------ Extracted records ------
//! Response types for the payroll API.
//!
//! This module defines the JSON bodies returned by each endpoint, the error
//! body, and the mapping from [`EngineError`] to an HTTP status.

use axum::{
    Json,
    http::{StatusCode, header},
    response::{IntoResponse, Response},
};
use chrono::{NaiveDate, NaiveTime};
use rust_decimal::Decimal;
use serde::{Deserialize, Serialize};

use crate::error::EngineError;
use crate::models::{
    AuditStep, DailyStatus, Employee, Office, PayrollResult, Position, TimingConfig,
};

/// API error response structure.
#[derive(Debug, Clone, Serialize, Deserialize)]
pub struct ApiError {
    /// Error code for programmatic handling.
    pub code: String,
    /// Human-readable error message.
    pub message: String,
    /// Optional details about the error.
    #[serde(skip_serializing_if = "Option::is_none")]
    pub details: Option<String>,
}

impl ApiError {
    /// Creates a new API error.
    pub fn new(code: impl Into<String>, message: impl Into<String>) -> Self {
        Self {
            code: code.into(),
            message: message.into(),
            details: None,
        }
    }

    /// Creates a new API error with details.
    pub fn with_details(
        code: impl Into<String>,
        message: impl Into<String>,
        details: impl Into<String>,
    ) -> Self {
        Self {
            code: code.into(),
            message: message.into(),
            details: Some(details.into()),
        }
    }

    /// Creates a validation error response.
    pub fn validation_error(message: impl Into<String>) -> Self {
        Self::new("VALIDATION_ERROR", message)
    }

    /// Creates a malformed JSON error response.
    pub fn malformed_json(message: impl Into<String>) -> Self {
        Self::new("MALFORMED_JSON", message)
    }
}

/// API error with HTTP status code.
pub struct ApiErrorResponse {
    /// The HTTP status code.
    pub status: StatusCode,
    /// The error body.
    pub error: ApiError,
}

impl ApiErrorResponse {
    /// A 400 response carrying `error`.
    pub fn bad_request(error: ApiError) -> Self {
        Self {
            status: StatusCode::BAD_REQUEST,
            error,
        }
    }
}

impl IntoResponse for ApiErrorResponse {
    fn into_response(self) -> Response {
        (
            self.status,
            [(header::CONTENT_TYPE, "application/json")],
            Json(self.error),
        )
            .into_response()
    }
}

impl From<EngineError> for ApiErrorResponse {
    fn from(error: EngineError) -> Self {
        match error {
            EngineError::ConfigNotFound { .. }
            | EngineError::ConfigParseError { .. }
            | EngineError::InvalidConfig { .. } => ApiErrorResponse {
                status: StatusCode::INTERNAL_SERVER_ERROR,
                error: ApiError::with_details(
                    "CONFIG_ERROR",
                    "Configuration error",
                    error.to_string(),
                ),
            },
            EngineError::EmployeeNotFound { .. } => ApiErrorResponse {
                status: StatusCode::NOT_FOUND,
                error: ApiError::new("EMPLOYEE_NOT_FOUND", error.to_string()),
            },
            EngineError::MissingParameter { message } => {
                ApiErrorResponse::bad_request(ApiError::new("MISSING_PARAMETER", message))
            }
            EngineError::InvalidParameter { .. } => {
                ApiErrorResponse::bad_request(ApiError::new("INVALID_PARAMETER", error.to_string()))
            }
            EngineError::InvalidPeriod { .. } => {
                ApiErrorResponse::bad_request(ApiError::new("INVALID_PERIOD", error.to_string()))
            }
            EngineError::CalendarUnavailable { .. } => ApiErrorResponse {
                status: StatusCode::INTERNAL_SERVER_ERROR,
                error: ApiError::with_details(
                    "CALENDAR_UNAVAILABLE",
                    "Working-days calendar unavailable",
                    error.to_string(),
                ),
            },
            EngineError::StoreError { message } => ApiErrorResponse {
                status: StatusCode::INTERNAL_SERVER_ERROR,
                error: ApiError::with_details("STORE_ERROR", "Data store failure", message),
            },
            EngineError::CalculationError { message } => ApiErrorResponse {
                status: StatusCode::INTERNAL_SERVER_ERROR,
                error: ApiError::with_details("CALCULATION_ERROR", "Calculation failed", message),
            },
        }
    }
}

/// One employee's line in a payroll report.
#[derive(Debug, Clone, PartialEq, Serialize, Deserialize)]
pub struct ReportRow {
    /// Employee name.
    pub name: String,
    /// Employee email, if known.
    pub email: Option<String>,
    /// Office name, when placed.
    pub office_name: Option<String>,
    /// Position title, when assigned.
    pub position_title: Option<String>,
    /// The computed payroll figures.
    #[serde(flatten)]
    pub payroll: PayrollResult,
}

/// Totals over the rows of a report page.
#[derive(Debug, Clone, PartialEq, Serialize, Deserialize)]
pub struct ReportSummary {
    /// Rows on the page.
    pub total_employees: usize,
    /// Sum of net salaries.
    pub total_net_salary: Decimal,
    /// Sum of deductions.
    pub total_deductions: Decimal,
    /// Net amount payable for the page.
    pub net_payroll: Decimal,
    /// Working days the salaries were prorated over.
    pub working_days: u32,
    /// Whether the working days came from the fallback pattern.
    pub working_days_fallback: bool,
}

/// The requested period, echoed back.
#[derive(Debug, Clone, Copy, PartialEq, Eq, Serialize, Deserialize)]
pub struct DateRange {
    /// First date (inclusive).
    pub from_date: NaiveDate,
    /// Last date (inclusive).
    pub to_date: NaiveDate,
}

/// Body of the report and generate endpoints.
#[derive(Debug, Clone, PartialEq, Serialize, Deserialize)]
pub struct ReportResponse {
    /// Always true on success.
    pub success: bool,
    /// One row per employee on the page.
    pub data: Vec<ReportRow>,
    /// Page totals, absent when the page is empty.
    #[serde(skip_serializing_if = "Option::is_none")]
    pub summary: Option<ReportSummary>,
    /// Set when the page is empty.
    #[serde(skip_serializing_if = "Option::is_none")]
    pub message: Option<String>,
    /// The requested period.
    pub date_range: DateRange,
}

/// One working day in an employee breakdown.
#[derive(Debug, Clone, PartialEq, Eq, Serialize, Deserialize)]
pub struct DailyRow {
    /// The working day.
    pub date: NaiveDate,
    /// Derived status.
    pub status: DailyStatus,
    /// Short status code (`P`, `L`, `HD`, `A`).
    pub code: String,
    /// False when no attendance row exists for the day.
    pub recorded: bool,
    /// Punch-in time, if any.
    pub punch_in: Option<NaiveTime>,
    /// Punch-out time, if any.
    pub punch_out: Option<NaiveTime>,
    /// Minutes between punches.
    pub worked_minutes: i64,
    /// Minutes past reporting time at punch-in.
    pub late_minutes: i64,
}

/// Body of the per-employee breakdown endpoint.
#[derive(Debug, Clone, PartialEq, Serialize, Deserialize)]
pub struct EmployeeDetailsResponse {
    /// Always true on success.
    pub success: bool,
    /// The employee.
    pub employee: Employee,
    /// The timing the days were classified against.
    pub timing: TimingConfig,
    /// Working days in the month.
    pub working_days: u32,
    /// Whether the working days came from the fallback pattern.
    pub working_days_fallback: bool,
    /// One row per working day in the period.
    pub daily_rows: Vec<DailyRow>,
    /// Payroll over the daily rows.
    pub summary: PayrollResult,
    /// Every calculation step behind `summary`.
    pub audit_trace: Vec<AuditStep>,
    /// The requested period.
    pub date_range: DateRange,
}

/// Body of the office list endpoint.
#[derive(Debug, Clone, PartialEq, Eq, Serialize, Deserialize)]
pub struct OfficesResponse {
    /// Always true on success.
    pub success: bool,
    /// Offices ordered by name.
    pub data: Vec<Office>,
}

/// Body of the position list endpoint.
#[derive(Debug, Clone, PartialEq, Eq, Serialize, Deserialize)]
pub struct PositionsResponse {
    /// Always true on success.
    pub success: bool,
    /// Positions ordered by title.
    pub data: Vec<Position>,
}

/// Body of the attendance-days endpoint.
#[derive(Debug, Clone, PartialEq, Eq, Serialize, Deserialize)]
pub struct AttendanceDaysResponse {
    /// Always true on success.
    pub success: bool,
    /// Calendar year.
    pub year: i32,
    /// Month number.
    pub month: u32,
    /// Dates with at least one attendance row, ascending.
    pub days: Vec<NaiveDate>,
}

/// Body of the pending-days endpoint.
#[derive(Debug, Clone, PartialEq, Eq, Serialize, Deserialize)]
pub struct PendingDaysResponse {
    /// Always true on success.
    pub success: bool,
    /// The employee checked.
    pub employee_id: String,
    /// Calendar year.
    pub year: i32,
    /// Month number.
    pub month: u32,
    /// Working days in the month.
    pub working_days: u32,
    /// Working days with an attendance row.
    pub attendance_recorded: u32,
    /// Working days without an attendance row, ascending.
    pub pending_attendance_dates: Vec<NaiveDate>,
    /// Count of pending dates.
    pub absent_days: u32,
    /// Whether the working days came from the fallback pattern.
    pub working_days_fallback: bool,
}

/// Body of the working-days endpoint.
#[derive(Debug, Clone, PartialEq, Eq, Serialize, Deserialize)]
pub struct WorkingDaysResponse {
    /// Calendar year.
    pub year: i32,
    /// Month number.
    pub month: u32,
    /// Number of working days.
    pub working_days: u32,
    /// Working dates, ascending.
    pub days: Vec<NaiveDate>,
    /// Whether the dates came from the fallback pattern.
    pub fallback: bool,
}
------
Work task: Each line in the listing above from the one containing "employee on the page." through the one containing "Punch-in time, if any." should be repeated exactly, and no other line.

Answer:
    /// One row per employee on the page.
    pub data: Vec<ReportRow>,
    /// Page totals, absent when the page is empty.
    #[serde(skip_serializing_if = "Option::is_none")]
    pub summary: Option<ReportSummary>,
    /// Set when the page is empty.
    #[serde(skip_serializing_if = "Option::is_none")]
    pub message: Option<String>,
    /// The requested period.
    pub date_range: DateRange,
}

/// One working day in an employee breakdown.
#[derive(Debug, Clone, PartialEq, Eq, Serialize, Deserialize)]
pub struct DailyRow {
    /// The working day.
    pub date: NaiveDate,
    /// Derived status.
    pub status: DailyStatus,
    /// Short status code (`P`, `L`, `HD`, `A`).
    pub code: String,
    /// False when no attendance row exists for the day.
    pub recorded: bool,
    /// Punch-in time, if any.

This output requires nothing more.